Daily Archives: June 27, 2008

All seven and we’ll watch them fall.

Having just read Zoso’s post today on cancelling his Age of Conan subscription, I had a quick chat with him about it and found out that although he’d unsubscribed, he’d left it just a fraction too late and the first set of subscription fees had already been processed. It was only shortly after this that I read Stropp’s post stating exactly the same.

And you begin to realise that the reason the MMO blogosphere seems to be endlessly recycling the same topics is that, in general, we’re all following exactly the same path; we’re all on an MMO-like treadmill in real life, grinding out the same old topics as everyone else just as we grind out the same quests in our MMOs, not because we’re unoriginal or lacking in ability, but because we’re all destined to experience the same real life content, there’s no other path to follow.

And then one wonders that if that’s the case, who is the master developer of this sub-game of real life that is named MMO Enthusiast, who is the generic overlord presenting us with this real life grind, and why?

My theory: it’s just like The Matrix. We’re all in a non-consensual hallucination generated by a dominant race of artificial intelligences, except in this version they have a separate section – away from the main power generation – which is reserved for MMO bloggers, where we are harvested not for our energy but for our contrasting and extreme experiences of joy and of lethargy, purely for our blog posts, for the raw unadulterated word count on topics revisited on an almost hourly basis for time immemorial.

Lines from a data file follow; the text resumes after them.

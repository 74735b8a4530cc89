//! Subscription filters.

use crate::error::{Result, SyncError};
use serde::{Deserialize, Serialize};

/// Key path that addresses the document identity instead of a body field.
pub const DOCUMENT_ID_KEY: &str = "$id";

/// Comparison applied by a simple filter.
#[derive(Clone, Copy, Debug, PartialEq, Eq, Serialize, Deserialize)]
#[serde(rename_all = "snake_case")]
pub enum Relation {
    Equal,
    GreaterThan,
    GreaterThanOrEqual,
    LessThan,
    LessThanOrEqual,
    Contains,
    StartsWith,
    EndsWith,
    ArrayContains,
}

impl Relation {
    fn code(self) -> &'static str {
        match self {
            Relation::Equal => "eq",
            Relation::GreaterThan => "gt",
            Relation::GreaterThanOrEqual => "gte",
            Relation::LessThan => "lt",
            Relation::LessThanOrEqual => "lte",
            Relation::Contains => "cnt",
            Relation::StartsWith => "pref",
            Relation::EndsWith => "suf",
            Relation::ArrayContains => "arr-cnt",
        }
    }
}

/// Logical operator joining compound filter operands.
#[derive(Clone, Copy, Debug, PartialEq, Eq, Serialize, Deserialize)]
#[serde(rename_all = "snake_case")]
pub enum CompoundOperator {
    And,
    Or,
    Not,
}

impl CompoundOperator {
    fn code(self) -> &'static str {
        match self {
            CompoundOperator::And => "and",
            CompoundOperator::Or => "or",
            CompoundOperator::Not => "not",
        }
    }
}

/// A filter expression evaluated by the server.
#[derive(Clone, Debug, PartialEq, Serialize, Deserialize)]
#[serde(tag = "type", rename_all = "snake_case")]
pub enum Filter {
    Simple {
        key_path: String,
        relation: Relation,
        value: serde_json::Value,
    },
    Compound {
        operator: CompoundOperator,
        operands: Vec<Filter>,
    },
}

/// Visitor over the filter tree.
pub trait FilterVisitor {
    type Output;

    fn visit_simple(
        &mut self,
        key_path: &str,
        relation: Relation,
        value: &serde_json::Value,
    ) -> Self::Output;

    fn visit_compound(&mut self, operator: CompoundOperator, operands: &[Filter]) -> Self::Output;
}

impl Filter {
    pub fn simple(
        key_path: impl Into<String>,
        relation: Relation,
        value: impl Into<serde_json::Value>,
    ) -> Self {
        Filter::Simple {
            key_path: key_path.into(),
            relation,
            value: value.into(),
        }
    }

    pub fn equal(key_path: impl Into<String>, value: impl Into<serde_json::Value>) -> Self {
        Self::simple(key_path, Relation::Equal, value)
    }

    /// Match a single document by identity.
    pub fn document_id(id: impl Into<String>) -> Self {
        Self::equal(DOCUMENT_ID_KEY, id.into())
    }

    pub fn and(operands: Vec<Filter>) -> Self {
        Filter::Compound {
            operator: CompoundOperator::And,
            operands,
        }
    }

    pub fn or(operands: Vec<Filter>) -> Self {
        Filter::Compound {
            operator: CompoundOperator::Or,
            operands,
        }
    }

    pub fn not(operand: Filter) -> Self {
        Filter::Compound {
            operator: CompoundOperator::Not,
            operands: vec![operand],
        }
    }

    /// Dispatch to the visitor method matching this node.
    pub fn accept<V: FilterVisitor>(&self, visitor: &mut V) -> V::Output {
        match self {
            Filter::Simple {
                key_path,
                relation,
                value,
            } => visitor.visit_simple(key_path, *relation, value),
            Filter::Compound { operator, operands } => visitor.visit_compound(*operator, operands),
        }
    }

    /// Deterministic textual form used inside subscription fingerprints.
    pub fn fingerprint(&self) -> String {
        self.accept(&mut FingerprintRenderer)
    }

    /// Reject filters the server could never evaluate.
    pub fn validate(&self) -> Result<()> {
        self.accept(&mut Validator)
    }
}

struct FingerprintRenderer;

impl FilterVisitor for FingerprintRenderer {
    type Output = String;

    fn visit_simple(
        &mut self,
        key_path: &str,
        relation: Relation,
        value: &serde_json::Value,
    ) -> String {
        // serde_json renders scalars canonically and keeps object keys sorted
        format!("{}-{}-{}", key_path, relation.code(), value)
    }

    fn visit_compound(&mut self, operator: CompoundOperator, operands: &[Filter]) -> String {
        let parts: Vec<String> = operands.iter().map(|f| f.accept(self)).collect();
        format!("{}({})", operator.code(), parts.join("|"))
    }
}

struct Validator;

impl FilterVisitor for Validator {
    type Output = Result<()>;

    fn visit_simple(
        &mut self,
        key_path: &str,
        _relation: Relation,
        _value: &serde_json::Value,
    ) -> Result<()> {
        if key_path.is_empty() {
            return Err(SyncError::InvalidData("filter key path is empty".into()));
        }
        Ok(())
    }

    fn visit_compound(&mut self, operator: CompoundOperator, operands: &[Filter]) -> Result<()> {
        if operands.is_empty() {
            return Err(SyncError::InvalidData(format!(
                "compound filter '{}' has no operands",
                operator.code()
            )));
        }
        if operator == CompoundOperator::Not && operands.len() > 1 {
            return Err(SyncError::InvalidData(
                "'not' filter takes exactly one operand".into(),
            ));
        }
        operands.iter().try_for_each(|f| f.accept(self))
    }
}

Why? My guess is that sometime in the early days of the conflict between humanity and the AIs we forced a buffer overflow in the masochism section of their neural networks, and now they read and read, transfixed with a perverse need to repeatedly endure, through the medium of blogs, the seven successive sensations of an MMO enthusiast: Scepticism, Confusion, Wonder, Addiction, Frustration, Ennui and Withdrawal.

Tsennuinami

I think the time’s come to move on from Age of Conan, at least for a while. I hit level 50 and just can’t get terribly enthused about carrying on. It’s not a bad game by any means, but it seems like there’s a wave of MMOG-ennui sweeping over the world and I’m as caught up in it as everyone else. I posted about Age of Conan being exasperatingly MMORPG-y; the latest Van Hemlock podcast has contemplations on the Meaning of MMOG Life; the first part of an interview with Paul Barnett on Rock, Paper, Shotgun covers some of the same ground, for games a whole, and then of course there’s the kerfuffle over a Richard Bartle interview, in which it was revealed that Bartle was the instigator of the brutal crackdown on the Movement for Democratic Change in Zimbabwe, leading to Morgan Tsvangirai withdrawing from the presidential run-off. Least, that’s the only explanation I can come up with for the outpouring of Fearsome Internet Rage that followed, the only other possibility is everyone’s getting terribly cross that he doesn’t realise that WAR is going to be the most amazingly revolutionary thing in the history of time ever, knocking trivial stuff like fire, the wheel or sliced bread (even a piece of sliced bread attached to a wheel and being toasted over a fire) into a cocked hat (the cocked hat itself ranking a distant third as far as amazingly revolutionary things go). Still, once you get past the unhelpful hyperbole and weird metaphors involving bicornes, there’s the ennui again. As Alec Meer puts it in the RPS piece “Much as I can enjoy a few days/weeks/months in a Conan or a Tabula Rasa, I’ve pretty much come to terms with any MMO for the next few years being disappointing on a fundamental level of exploration, purpose and self-expression.”

I might well head back to Age of Conan at some point, Funcom seem to have plenty of plans for extra content to add, and if I upgrade my PC in the meantime I might get more than a couple of frames per second with high detail graphics. For now, though, Guitar Hero: Aerosmith beckons. Let there be rock!

PS: apropos of nothing else in this post, I just love the quote so much, from Neil Gaiman’s blog, Terry Pratchett in a spectacularly mis-headlined Daily Mail article:

“There is a rumour going around that I have found God. I think this is unlikely because I have enough difficulty finding my keys, and there is empirical evidence that they exist.”